**ACTION ITEM:**
Wherever "BadCredential" turns up in a line of the entries below, that line counts. Say how many such lines there are, with no other words.

*** TASK DATA ***

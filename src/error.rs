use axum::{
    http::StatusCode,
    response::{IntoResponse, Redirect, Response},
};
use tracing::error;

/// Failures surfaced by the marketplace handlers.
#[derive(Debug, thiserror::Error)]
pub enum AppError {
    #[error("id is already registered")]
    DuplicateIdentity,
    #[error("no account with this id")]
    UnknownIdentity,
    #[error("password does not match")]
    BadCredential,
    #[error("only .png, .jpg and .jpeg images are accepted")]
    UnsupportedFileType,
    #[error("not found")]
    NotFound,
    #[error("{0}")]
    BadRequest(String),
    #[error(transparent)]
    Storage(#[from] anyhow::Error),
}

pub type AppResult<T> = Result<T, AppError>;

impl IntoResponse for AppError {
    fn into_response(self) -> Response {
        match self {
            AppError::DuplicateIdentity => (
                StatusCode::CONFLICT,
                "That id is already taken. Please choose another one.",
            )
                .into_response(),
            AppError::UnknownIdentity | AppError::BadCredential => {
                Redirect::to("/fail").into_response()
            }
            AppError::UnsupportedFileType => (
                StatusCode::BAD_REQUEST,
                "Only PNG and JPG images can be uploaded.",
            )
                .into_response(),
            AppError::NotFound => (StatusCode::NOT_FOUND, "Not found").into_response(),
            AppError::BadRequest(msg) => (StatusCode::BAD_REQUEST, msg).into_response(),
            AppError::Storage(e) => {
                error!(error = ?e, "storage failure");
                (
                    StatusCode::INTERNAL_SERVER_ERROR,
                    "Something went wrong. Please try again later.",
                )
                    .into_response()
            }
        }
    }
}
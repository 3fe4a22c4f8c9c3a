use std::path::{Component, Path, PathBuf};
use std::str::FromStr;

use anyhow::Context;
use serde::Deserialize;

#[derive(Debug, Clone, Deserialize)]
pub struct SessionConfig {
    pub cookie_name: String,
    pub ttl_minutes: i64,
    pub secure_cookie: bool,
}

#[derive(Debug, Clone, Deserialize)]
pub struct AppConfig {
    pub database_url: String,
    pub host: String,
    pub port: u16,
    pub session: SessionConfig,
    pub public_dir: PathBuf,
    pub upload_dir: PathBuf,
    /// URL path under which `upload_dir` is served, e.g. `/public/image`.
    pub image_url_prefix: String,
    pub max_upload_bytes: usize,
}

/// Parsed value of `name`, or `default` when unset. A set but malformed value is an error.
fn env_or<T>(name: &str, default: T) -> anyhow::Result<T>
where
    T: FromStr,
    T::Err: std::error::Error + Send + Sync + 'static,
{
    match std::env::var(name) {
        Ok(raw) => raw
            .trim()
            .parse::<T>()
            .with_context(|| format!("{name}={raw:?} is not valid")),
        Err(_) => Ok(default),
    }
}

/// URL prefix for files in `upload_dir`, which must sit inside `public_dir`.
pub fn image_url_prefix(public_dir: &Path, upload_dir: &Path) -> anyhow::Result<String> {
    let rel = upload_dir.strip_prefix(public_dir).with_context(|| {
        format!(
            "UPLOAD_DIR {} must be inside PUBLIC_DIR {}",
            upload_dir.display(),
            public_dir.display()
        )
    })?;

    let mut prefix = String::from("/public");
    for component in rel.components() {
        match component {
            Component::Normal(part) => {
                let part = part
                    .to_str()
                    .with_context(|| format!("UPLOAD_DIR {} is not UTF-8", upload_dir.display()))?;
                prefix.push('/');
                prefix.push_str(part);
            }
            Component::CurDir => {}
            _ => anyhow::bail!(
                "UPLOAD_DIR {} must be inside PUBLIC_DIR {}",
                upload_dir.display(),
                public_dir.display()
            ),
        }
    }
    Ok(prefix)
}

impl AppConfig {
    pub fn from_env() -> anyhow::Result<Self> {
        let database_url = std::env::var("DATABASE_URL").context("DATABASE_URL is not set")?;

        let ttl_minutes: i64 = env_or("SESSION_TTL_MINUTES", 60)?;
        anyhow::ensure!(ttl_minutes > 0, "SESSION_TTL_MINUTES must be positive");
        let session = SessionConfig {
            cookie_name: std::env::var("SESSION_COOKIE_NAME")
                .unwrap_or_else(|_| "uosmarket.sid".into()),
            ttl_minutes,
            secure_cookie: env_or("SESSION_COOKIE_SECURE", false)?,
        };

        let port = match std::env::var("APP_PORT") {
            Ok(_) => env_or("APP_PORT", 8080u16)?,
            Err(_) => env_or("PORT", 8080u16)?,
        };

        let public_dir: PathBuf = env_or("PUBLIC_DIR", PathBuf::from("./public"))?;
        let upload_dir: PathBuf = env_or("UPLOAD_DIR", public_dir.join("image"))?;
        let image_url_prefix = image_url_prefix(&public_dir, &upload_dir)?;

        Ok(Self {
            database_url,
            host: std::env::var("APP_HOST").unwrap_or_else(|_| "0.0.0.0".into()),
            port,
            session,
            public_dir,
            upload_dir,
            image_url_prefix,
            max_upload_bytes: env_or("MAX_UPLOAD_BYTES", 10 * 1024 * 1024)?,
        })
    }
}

*** End of TASK DATA ***
*** TASK DATA ***

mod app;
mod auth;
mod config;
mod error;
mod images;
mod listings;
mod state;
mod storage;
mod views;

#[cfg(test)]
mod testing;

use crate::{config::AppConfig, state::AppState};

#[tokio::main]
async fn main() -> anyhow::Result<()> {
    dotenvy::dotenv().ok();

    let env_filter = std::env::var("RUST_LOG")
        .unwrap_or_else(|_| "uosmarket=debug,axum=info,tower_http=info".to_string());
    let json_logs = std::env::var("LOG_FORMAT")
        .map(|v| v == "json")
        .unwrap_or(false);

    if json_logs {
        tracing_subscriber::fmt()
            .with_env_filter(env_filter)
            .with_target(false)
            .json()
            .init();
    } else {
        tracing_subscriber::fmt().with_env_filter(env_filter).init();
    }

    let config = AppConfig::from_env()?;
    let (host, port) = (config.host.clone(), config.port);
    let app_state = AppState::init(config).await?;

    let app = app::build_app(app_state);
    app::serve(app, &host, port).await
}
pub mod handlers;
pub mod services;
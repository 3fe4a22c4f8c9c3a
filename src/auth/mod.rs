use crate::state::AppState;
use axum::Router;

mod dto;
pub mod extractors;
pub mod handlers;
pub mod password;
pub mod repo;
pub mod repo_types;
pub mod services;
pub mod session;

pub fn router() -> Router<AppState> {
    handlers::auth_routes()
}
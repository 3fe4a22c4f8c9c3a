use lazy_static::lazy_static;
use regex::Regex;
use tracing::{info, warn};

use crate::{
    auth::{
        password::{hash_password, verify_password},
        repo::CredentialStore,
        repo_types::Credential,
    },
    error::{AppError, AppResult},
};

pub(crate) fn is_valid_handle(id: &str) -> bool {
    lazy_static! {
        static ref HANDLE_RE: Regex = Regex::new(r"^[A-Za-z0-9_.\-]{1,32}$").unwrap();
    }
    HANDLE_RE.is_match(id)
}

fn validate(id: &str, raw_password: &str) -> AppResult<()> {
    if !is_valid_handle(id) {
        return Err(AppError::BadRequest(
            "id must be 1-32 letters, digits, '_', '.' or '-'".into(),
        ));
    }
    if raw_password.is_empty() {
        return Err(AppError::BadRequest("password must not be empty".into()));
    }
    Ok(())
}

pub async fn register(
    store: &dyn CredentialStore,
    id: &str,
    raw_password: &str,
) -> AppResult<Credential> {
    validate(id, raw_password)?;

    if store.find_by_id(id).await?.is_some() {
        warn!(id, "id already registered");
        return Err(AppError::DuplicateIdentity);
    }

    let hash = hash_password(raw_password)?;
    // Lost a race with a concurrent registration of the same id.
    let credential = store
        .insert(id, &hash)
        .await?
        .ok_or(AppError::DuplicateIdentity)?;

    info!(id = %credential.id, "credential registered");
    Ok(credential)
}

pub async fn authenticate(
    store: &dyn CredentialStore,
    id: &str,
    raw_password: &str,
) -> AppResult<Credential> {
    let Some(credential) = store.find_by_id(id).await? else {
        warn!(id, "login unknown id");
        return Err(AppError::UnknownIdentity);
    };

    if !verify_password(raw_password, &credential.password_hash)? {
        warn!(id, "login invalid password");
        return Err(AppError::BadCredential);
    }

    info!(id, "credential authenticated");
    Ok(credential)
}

*** End of TASK DATA ***

**TASK ANSWER:**
3